• _Task to carry out_: Retype the material exactly, ending with the line containing "Withdraw | one".

• _Available records_:

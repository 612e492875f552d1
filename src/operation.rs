// SPDX-License-Identifier: AGPL-3.0-or-later
//
// Copyright (C) 2025 Daniel Negri
//
// This program is free software: you can redistribute it and/or modify
// it under the terms of the GNU Affero General Public License as published by
// the Free Software Foundation, either version 3 of the License, or
// (at your option) any later version.
//
// This program is distributed in the hope that it will be useful,
// but WITHOUT ANY WARRANTY; without even the implied warranty of
// MERCHANTABILITY or FITNESS FOR A PARTICULAR PURPOSE. See the
// GNU Affero General Public License for more details.
//
// You should have received a copy of the GNU Affero General Public License
// along with this program. If not, see <https://www.gnu.org/licenses/>.

//! Balance-mutating commands.
//!
//! # Operations
//!
//! | Operation | Accounts locked | Floor rule | Persisted with |
//! |-----------|-----------------|------------|----------------|
//! | Deposit | one | none | `save_account` |
//! | Withdraw | one | source | `save_account` |
//! | Transfer | two, lower id first | source | `save_accounts` |
//!
//! Every error is folded into a failed [`OperationResult`]; nothing here
//! panics or returns `Err` to the submitter.
//!
//! # Lock ordering
//!
//! A transfer locks the account with the numerically smaller [`AccountId`]
//! first, whichever side it is on. Two transfers running in opposite
//! directions between the same pair therefore request the locks in the same
//! order and cannot wait on each other in a cycle.

use crate::account::{Account, AccountData, AccountSnapshot};
use crate::base::AccountId;
use crate::cache::Cache;
use crate::error::LedgerError;
use crate::registry::Registry;
use crate::repository::Repository;
use parking_lot::MutexGuard;
use rust_decimal::Decimal;
use serde::{Deserialize, Serialize};
use std::fmt;

#[derive(Debug, Clone, Copy, PartialEq, Eq, Serialize, Deserialize)]
#[serde(tag = "type", rename_all = "snake_case")]
pub enum Operation {
    Deposit {
        account: AccountId,
        amount: Decimal,
    },
    Withdraw {
        account: AccountId,
        amount: Decimal,
    },
    Transfer {
        source: AccountId,
        target: AccountId,
        amount: Decimal,
    },
}

impl Operation {
    pub fn deposit(account: AccountId, amount: Decimal) -> Self {
        Self::Deposit { account, amount }
    }

    pub fn withdraw(account: AccountId, amount: Decimal) -> Self {
        Self::Withdraw { account, amount }
    }

    pub fn transfer(source: AccountId, target: AccountId, amount: Decimal) -> Self {
        Self::Transfer {
            source,
            target,
            amount,
        }
    }

    pub fn amount(&self) -> Decimal {
        match self {
            Self::Deposit { amount, .. }
            | Self::Withdraw { amount, .. }
            | Self::Transfer { amount, .. } => *amount,
        }
    }

    /// Accounts this operation mutates.
    pub fn accounts(&self) -> Vec<AccountId> {
        match self {
            Self::Deposit { account, .. } | Self::Withdraw { account, .. } => vec![*account],
            Self::Transfer { source, target, .. } => vec![*source, *target],
        }
    }

    /// Runs the operation to completion.
    pub(crate) fn execute(
        &self,
        registry: &Registry,
        repository: &dyn Repository,
        cache: &dyn Cache<AccountId, AccountSnapshot>,
    ) -> OperationResult {
        match self.apply(registry, repository, cache) {
            Ok(message) => OperationResult::success(message),
            Err(error) => {
                match &error {
                    LedgerError::Persistence(cause) => {
                        tracing::error!(operation = %self, %cause, "failed to persist operation");
                    }
                    _ => tracing::debug!(operation = %self, %error, "operation rejected"),
                }
                OperationResult::failure(self, error)
            }
        }
    }

    /// Cache entries of mutated accounts are dropped before their locks are
    /// released, so a reader that fills the cache under the same lock can
    /// never store a snapshot older than a completed operation.
    fn apply(
        &self,
        registry: &Registry,
        repository: &dyn Repository,
        cache: &dyn Cache<AccountId, AccountSnapshot>,
    ) -> Result<String, LedgerError> {
        match *self {
            Self::Deposit { account, amount } => {
                let handle = lookup(registry, account)?;
                let mut data = handle.lock();
                ensure_open(registry, &data)?;
                data.deposit(amount)?;
                cache.invalidate(&account);
                repository.save_account(&data.snapshot())?;
                Ok(format!("{self}; balance {}", data.balance()))
            }
            Self::Withdraw { account, amount } => {
                let handle = lookup(registry, account)?;
                let mut data = handle.lock();
                ensure_open(registry, &data)?;
                if !data.withdraw(amount)? {
                    return Err(data.rule_violation(amount));
                }
                cache.invalidate(&account);
                repository.save_account(&data.snapshot())?;
                Ok(format!("{self}; balance {}", data.balance()))
            }
            Self::Transfer {
                source,
                target,
                amount,
            } => {
                if source == target {
                    return Err(LedgerError::invalid(format!(
                        "cannot transfer from account {source} to itself"
                    )));
                }
                if amount <= Decimal::ZERO {
                    return Err(LedgerError::invalid(format!(
                        "amount must be positive, got {amount}"
                    )));
                }
                let source_account = lookup(registry, source)?;
                let target_account = lookup(registry, target)?;
                let (mut debit, mut credit) = lock_in_order(&source_account, &target_account);
                ensure_open(registry, &debit)?;
                ensure_open(registry, &credit)?;

                // Both legs are applied only after the source passes its floor
                // check and the target can take the credit, and only while both
                // locks are held.
                credit.credited(amount)?;
                if !debit.transfer_out(amount, target)? {
                    return Err(debit.rule_violation(amount));
                }
                credit.receive_transfer(amount, source)?;
                cache.invalidate(&source);
                cache.invalidate(&target);

                repository.save_accounts(&[debit.snapshot(), credit.snapshot()])?;
                Ok(format!(
                    "{self}; balances {} and {}",
                    debit.balance(),
                    credit.balance()
                ))
            }
        }
    }
}

impl fmt::Display for Operation {
    fn fmt(&self, f: &mut fmt::Formatter<'_>) -> fmt::Result {
        match self {
            Self::Deposit { account, amount } => {
                write!(f, "deposit of {amount} into account {account}")
            }
            Self::Withdraw { account, amount } => {
                write!(f, "withdrawal of {amount} from account {account}")
            }
            Self::Transfer {
                source,
                target,
                amount,
            } => write!(
                f,
                "transfer of {amount} from account {source} to account {target}"
            ),
        }
    }
}

fn lookup(registry: &Registry, id: AccountId) -> Result<std::sync::Arc<Account>, LedgerError> {
    registry.get(id).ok_or(LedgerError::AccountNotFound(id))
}

/// Rejects accounts closed between lookup and lock acquisition.
fn ensure_open(registry: &Registry, data: &AccountData) -> Result<(), LedgerError> {
    if registry.contains(data.id()) {
        Ok(())
    } else {
        Err(LedgerError::AccountNotFound(data.id()))
    }
}

/// Locks `source` and `target` in ascending id order and returns the guards
/// as `(source, target)`.
fn lock_in_order<'a>(
    source: &'a Account,
    target: &'a Account,
) -> (MutexGuard<'a, AccountData>, MutexGuard<'a, AccountData>) {
    debug_assert_ne!(source.id(), target.id());
    if source.id() < target.id() {
        let first = source.lock();
        let second = target.lock();
        (first, second)
    } else {
        let first = target.lock();
        let second = source.lock();
        (second, first)
    }
}

/// Outcome of one operation execution.
#[derive(Debug, Clone, PartialEq, Eq)]
pub struct OperationResult {
    success: bool,
    message: String,
    error: Option<LedgerError>,
}

impl OperationResult {
    pub fn success(message: impl Into<String>) -> Self {
        Self {
            success: true,
            message: message.into(),
            error: None,
        }
    }

    pub fn failure(operation: &Operation, error: LedgerError) -> Self {
        Self {
            success: false,
            message: format!("{operation} failed: {error}"),
            error: Some(error),
        }
    }

    pub fn is_success(&self) -> bool {
        self.success
    }

    pub fn message(&self) -> &str {
        &self.message
    }

    /// Cause of a failure, kept for logging.
    pub fn error(&self) -> Option<&LedgerError> {
        self.error.as_ref()
    }

    pub fn into_result(self) -> Result<String, LedgerError> {
        match self.error {
            Some(error) => Err(error),
            None => Ok(self.message),
        }
    }
}

impl fmt::Display for OperationResult {
    fn fmt(&self, f: &mut fmt::Formatter<'_>) -> fmt::Result {
        f.write_str(&self.message)
    }
}
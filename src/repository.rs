// SPDX-License-Identifier: AGPL-3.0-or-later
//
// Copyright (C) 2025 Daniel Negri
//
// This program is free software: you can redistribute it and/or modify
// it under the terms of the GNU Affero General Public License as published by
// the Free Software Foundation, either version 3 of the License, or
// (at your option) any later version.
//
// This program is distributed in the hope that it will be useful,
// but WITHOUT ANY WARRANTY; without even the implied warranty of
// MERCHANTABILITY or FITNESS FOR A PARTICULAR PURPOSE. See the
// GNU Affero General Public License for more details.
//
// You should have received a copy of the GNU Affero General Public License
// along with this program. If not, see <https://www.gnu.org/licenses/>.

//! Persistence port.
//!
//! Storage backends live outside this crate and plug in through
//! [`Repository`]. [`InMemoryRepository`] is the default backend.

use crate::account::AccountSnapshot;
use crate::base::AccountId;
use crate::error::RepositoryError;
use parking_lot::RwLock;
use std::collections::HashMap;

pub trait Repository: Send + Sync {
    fn find_account(&self, id: AccountId) -> Result<Option<AccountSnapshot>, RepositoryError>;

    fn save_account(&self, account: &AccountSnapshot) -> Result<(), RepositoryError>;

    /// Saves every account or none of them.
    fn save_accounts(&self, accounts: &[AccountSnapshot]) -> Result<(), RepositoryError>;

    /// Returns whether the account existed.
    fn delete_account(&self, id: AccountId) -> Result<bool, RepositoryError>;

    /// Every stored account, used to hydrate the bank at startup.
    fn load_accounts(&self) -> Result<Vec<AccountSnapshot>, RepositoryError>;
}

/// Process-local repository.
#[derive(Debug, Default)]
pub struct InMemoryRepository {
    accounts: RwLock<HashMap<AccountId, AccountSnapshot>>,
}

impl InMemoryRepository {
    pub fn new() -> Self {
        Self::default()
    }

    pub fn len(&self) -> usize {
        self.accounts.read().len()
    }

    pub fn is_empty(&self) -> bool {
        self.accounts.read().is_empty()
    }
}

impl Repository for InMemoryRepository {
    fn find_account(&self, id: AccountId) -> Result<Option<AccountSnapshot>, RepositoryError> {
        Ok(self.accounts.read().get(&id).cloned())
    }

    fn save_account(&self, account: &AccountSnapshot) -> Result<(), RepositoryError> {
        self.accounts.write().insert(account.id, account.clone());
        Ok(())
    }

    fn save_accounts(&self, accounts: &[AccountSnapshot]) -> Result<(), RepositoryError> {
        // One write guard for the whole batch keeps it atomic to readers.
        let mut stored = self.accounts.write();
        for account in accounts {
            stored.insert(account.id, account.clone());
        }
        Ok(())
    }

    fn delete_account(&self, id: AccountId) -> Result<bool, RepositoryError> {
        Ok(self.accounts.write().remove(&id).is_some())
    }

    fn load_accounts(&self) -> Result<Vec<AccountSnapshot>, RepositoryError> {
        Ok(self.accounts.read().values().cloned().collect())
    }
}

#[cfg(test)]
mod tests {
    use super::*;
    use crate::account::{Account, AccountType};
    use crate::clock::SystemClock;
    use rust_decimal_macros::dec;
    use std::sync::Arc;

    fn snapshot(id: u32) -> AccountSnapshot {
        let account = Account::open(
            AccountId(id),
            "Holder",
            AccountType::Current {
                overdraft_limit: dec!(0),
            },
            Arc::new(SystemClock),
        )
        .unwrap();
        account.deposit(dec!(10)).unwrap();
        account.snapshot()
    }

    #[test]
    fn save_then_find() {
        let repository = InMemoryRepository::new();
        let account = snapshot(100_000_001);
        repository.save_account(&account).unwrap();
        assert_eq!(
            repository.find_account(AccountId(100_000_001)).unwrap(),
            Some(account)
        );
        assert_eq!(repository.find_account(AccountId(5)).unwrap(), None);
    }

    #[test]
    fn save_accounts_stores_all() {
        let repository = InMemoryRepository::new();
        repository
            .save_accounts(&[snapshot(100_000_001), snapshot(100_000_002)])
            .unwrap();
        assert_eq!(repository.len(), 2);
        assert_eq!(repository.load_accounts().unwrap().len(), 2);
    }

    #[test]
    fn delete_reports_existence() {
        let repository = InMemoryRepository::new();
        repository.save_account(&snapshot(100_000_001)).unwrap();
        assert!(repository.delete_account(AccountId(100_000_001)).unwrap());
        assert!(!repository.delete_account(AccountId(100_000_001)).unwrap());
        assert!(repository.is_empty());
    }
}
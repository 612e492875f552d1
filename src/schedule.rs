// SPDX-License-Identifier: AGPL-3.0-or-later
//
// Copyright (C) 2025 Daniel Negri
//
// This program is free software: you can redistribute it and/or modify
// it under the terms of the GNU Affero General Public License as published by
// the Free Software Foundation, either version 3 of the License, or
// (at your option) any later version.
//
// This program is distributed in the hope that it will be useful,
// but WITHOUT ANY WARRANTY; without even the implied warranty of
// MERCHANTABILITY or FITNESS FOR A PARTICULAR PURPOSE. See the
// GNU Affero General Public License for more details.
//
// You should have received a copy of the GNU Affero General Public License
// along with this program. If not, see <https://www.gnu.org/licenses/>.

//! Periodic interest batch.

use crate::error::LedgerError;
use crossbeam::channel::{self, RecvTimeoutError, Sender};
use std::thread::{self, JoinHandle};
use std::time::Duration;

/// Handle to a running interest schedule. Dropping it stops the schedule.
#[derive(Debug)]
pub struct InterestSchedule {
    stop: Option<Sender<()>>,
    thread: Option<JoinHandle<()>>,
}

impl InterestSchedule {
    /// Calls `tick` every `interval` on a dedicated thread.
    pub(crate) fn start<F>(interval: Duration, mut tick: F) -> Result<Self, LedgerError>
    where
        F: FnMut() + Send + 'static,
    {
        let (stop, stopped) = channel::bounded::<()>(1);
        let thread = thread::Builder::new()
            .name("ledger-interest".into())
            .spawn(move || {
                loop {
                    match stopped.recv_timeout(interval) {
                        Err(RecvTimeoutError::Timeout) => tick(),
                        Ok(()) | Err(RecvTimeoutError::Disconnected) => break,
                    }
                }
                tracing::debug!("interest schedule stopped");
            })
            .map_err(|e| LedgerError::Spawn(e.to_string()))?;

        Ok(Self {
            stop: Some(stop),
            thread: Some(thread),
        })
    }

    /// Stops the schedule and waits for a running batch to finish.
    pub fn stop(&mut self) {
        // Dropping the sender disconnects the channel and wakes the thread.
        self.stop.take();
        if let Some(thread) = self.thread.take() {
            if thread.join().is_err() {
                tracing::error!("interest schedule thread panicked");
            }
        }
    }

    pub fn is_running(&self) -> bool {
        self.thread.as_ref().is_some_and(|thread| !thread.is_finished())
    }
}

impl Drop for InterestSchedule {
    fn drop(&mut self) {
        self.stop();
    }
}
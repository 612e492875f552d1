// SPDX-License-Identifier: AGPL-3.0-or-later
//
// Copyright (C) 2025 Daniel Negri
//
// This program is free software: you can redistribute it and/or modify
// it under the terms of the GNU Affero General Public License as published by
// the Free Software Foundation, either version 3 of the License, or
// (at your option) any later version.
//
// This program is distributed in the hope that it will be useful,
// but WITHOUT ANY WARRANTY; without even the implied warranty of
// MERCHANTABILITY or FITNESS FOR A PARTICULAR PURPOSE. See the
// GNU Affero General Public License for more details.
//
// You should have received a copy of the GNU Affero General Public License
// along with this program. If not, see <https://www.gnu.org/licenses/>.

//! Core identifier types for accounts and transactions.

use serde::{Deserialize, Serialize};
use std::fmt;
use uuid::Uuid;

/// Unique identifier for an account.
///
/// Issued by the [`Bank`](crate::Bank) as a random nine-digit number. The
/// ordering of account IDs is the global lock order used by transfers.
#[derive(Debug, Clone, Copy, PartialEq, Eq, PartialOrd, Ord, Hash, Deserialize, Serialize)]
#[serde(transparent)]
pub struct AccountId(pub u32);

impl AccountId {
    /// Smallest identifier the bank will issue.
    pub const MIN: u32 = 100_000_000;
    /// Largest identifier the bank will issue.
    pub const MAX: u32 = 999_999_999;
}

impl fmt::Display for AccountId {
    fn fmt(&self, f: &mut fmt::Formatter<'_>) -> fmt::Result {
        write!(f, "{}", self.0)
    }
}

/// Unique identifier for a ledger transaction.
#[derive(Debug, Clone, Copy, PartialEq, Eq, Hash, Deserialize, Serialize)]
#[serde(transparent)]
pub struct TransactionId(pub Uuid);

impl TransactionId {
    pub fn new() -> Self {
        Self(Uuid::new_v4())
    }
}

impl Default for TransactionId {
    fn default() -> Self {
        Self::new()
    }
}

impl fmt::Display for TransactionId {
    fn fmt(&self, f: &mut fmt::Formatter<'_>) -> fmt::Result {
        write!(f, "{}", self.0)
    }
}
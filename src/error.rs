// SPDX-License-Identifier: AGPL-3.0-or-later
//
// Copyright (C) 2025 Daniel Negri
//
// This program is free software: you can redistribute it and/or modify
// it under the terms of the GNU Affero General Public License as published by
// the Free Software Foundation, either version 3 of the License, or
// (at your option) any later version.
//
// This program is distributed in the hope that it will be useful,
// but WITHOUT ANY WARRANTY; without even the implied warranty of
// MERCHANTABILITY or FITNESS FOR A PARTICULAR PURPOSE. See the
// GNU Affero General Public License for more details.
//
// You should have received a copy of the GNU Affero General Public License
// along with this program. If not, see <https://www.gnu.org/licenses/>.

//! Error types for ledger operations and persistence.

use crate::base::AccountId;
use thiserror::Error;

/// Ledger errors.
///
/// Operations never return these to the caller directly; they are carried
/// inside a failed [`OperationResult`](crate::OperationResult).
#[derive(Error, Debug, Clone, PartialEq, Eq)]
pub enum LedgerError {
    /// Non-positive amount, blank name, equal transfer endpoints, bad config
    #[error("invalid argument: {0}")]
    InvalidArgument(String),

    /// Referenced account does not exist in the registry
    #[error("account {0} not found")]
    AccountNotFound(AccountId),

    /// Floor, overdraft or maturity rule rejected the debit
    #[error("rule violation on account {account}: {reason}")]
    RuleViolation { account: AccountId, reason: String },

    /// Repository failed to persist or delete
    #[error("persistence failure: {0}")]
    Persistence(#[from] RepositoryError),

    /// Operation queue is at capacity
    #[error("operation queue is full")]
    QueueFull,

    /// Bank no longer accepts or dispatches operations
    #[error("bank is shutting down")]
    ShuttingDown,

    /// Operation panicked on its worker; the worker keeps running
    #[error("internal error: {0}")]
    Internal(String),

    /// Worker or scheduler thread could not be started
    #[error("failed to spawn thread: {0}")]
    Spawn(String),
}

impl LedgerError {
    pub(crate) fn invalid(message: impl Into<String>) -> Self {
        Self::InvalidArgument(message.into())
    }
}

/// Repository errors.
#[derive(Error, Debug, Clone, PartialEq, Eq)]
pub enum RepositoryError {
    /// Backend could not be reached
    #[error("storage unavailable: {0}")]
    Unavailable(String),

    /// Backend rejected the write
    #[error("write rejected: {0}")]
    WriteRejected(String),
}
/// Pending result of a submitted operation.
#[derive(Debug)]
pub struct OperationHandle {
    operation: Operation,
    result: Receiver<OperationResult>,
}

impl OperationHandle {
    pub fn operation(&self) -> &Operation {
        &self.operation
    }

    /// Blocks until a worker has run the operation.
    pub fn wait(self) -> OperationResult {
        self.result
            .recv()
            .unwrap_or_else(|_| OperationResult::failure(&self.operation, LedgerError::ShuttingDown))
    }

    /// Blocks for at most `timeout`; `None` if the operation has not finished.
    pub fn wait_timeout(&self, timeout: Duration) -> Option<OperationResult> {
        match self.result.recv_timeout(timeout) {
            Ok(result) => Some(result),
            Err(RecvTimeoutError::Timeout) => None,
            Err(RecvTimeoutError::Disconnected) => Some(OperationResult::failure(
                &self.operation,
                LedgerError::ShuttingDown,
            )),
        }
    }

    /// Returns the result if it is already available.
    pub fn try_result(&self) -> Option<OperationResult> {
        match self.result.try_recv() {
            Ok(result) => Some(result),
            Err(TryRecvError::Empty) => None,
            Err(TryRecvError::Disconnected) => Some(OperationResult::failure(
                &self.operation,
                LedgerError::ShuttingDown,
            )),
        }
    }
}

struct Job {
    operation: Operation,
    reply: Sender<OperationResult>,
}

/// State shared between the bank handle, its workers and its scheduler.
struct LedgerCore {
    config: LedgerConfig,
    registry: Registry,
    repository: Arc<dyn Repository>,
    cache: Arc<dyn Cache<AccountId, AccountSnapshot>>,
    clock: Arc<dyn Clock>,
    observers: Observers,
    draining: AtomicBool,
}
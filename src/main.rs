// src/main.rs
mod api;
mod config;
mod geometry;
mod model;
mod pallet;
mod planner;

use config::AppConfig;

#[tokio::main]
async fn main() {
    if let Err(err) = dotenvy::dotenv() {
        if !matches!(err, dotenvy::Error::Io(ref io_err) if io_err.kind() == std::io::ErrorKind::NotFound)
        {
            eprintln!("⚠️ Could not load .env: {}", err);
        }
    }

    let app_config = AppConfig::from_env();
    let api_config = app_config.api.clone();
    let freight_config = app_config.freight.clone();

    println!("🚀 Shipment planning service starting...");
    api::start_api_server(api_config, freight_config).await;
}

• _Output for this task_:
repository 612e492875f552d1
filename src/operation.rs
// SPDX-License-Identifier: AGPL-3.0-or-later
//
// Copyright (C) 2025 Daniel Negri
//
// This program is free software: you can redistribute it and/or modify
// it under the terms of the GNU Affero General Public License as published by
// the Free Software Foundation, either version 3 of the License, or
// (at your option) any later version.
//
// This program is distributed in the hope that it will be useful,
// but WITHOUT ANY WARRANTY; without even the implied warranty of
// MERCHANTABILITY or FITNESS FOR A PARTICULAR PURPOSE. See the
// GNU Affero General Public License for more details.
//
// You should have received a copy of the GNU Affero General Public License
// along with this program. If not, see <https://www.gnu.org/licenses/>.

//! Balance-mutating commands.
//!
//! # Operations
//!
//! | Operation | Accounts locked | Floor rule | Persisted with |
//! |-----------|-----------------|------------|----------------|
//! | Deposit | one | none | `save_account` |
//! | Withdraw | one | source | `save_account` |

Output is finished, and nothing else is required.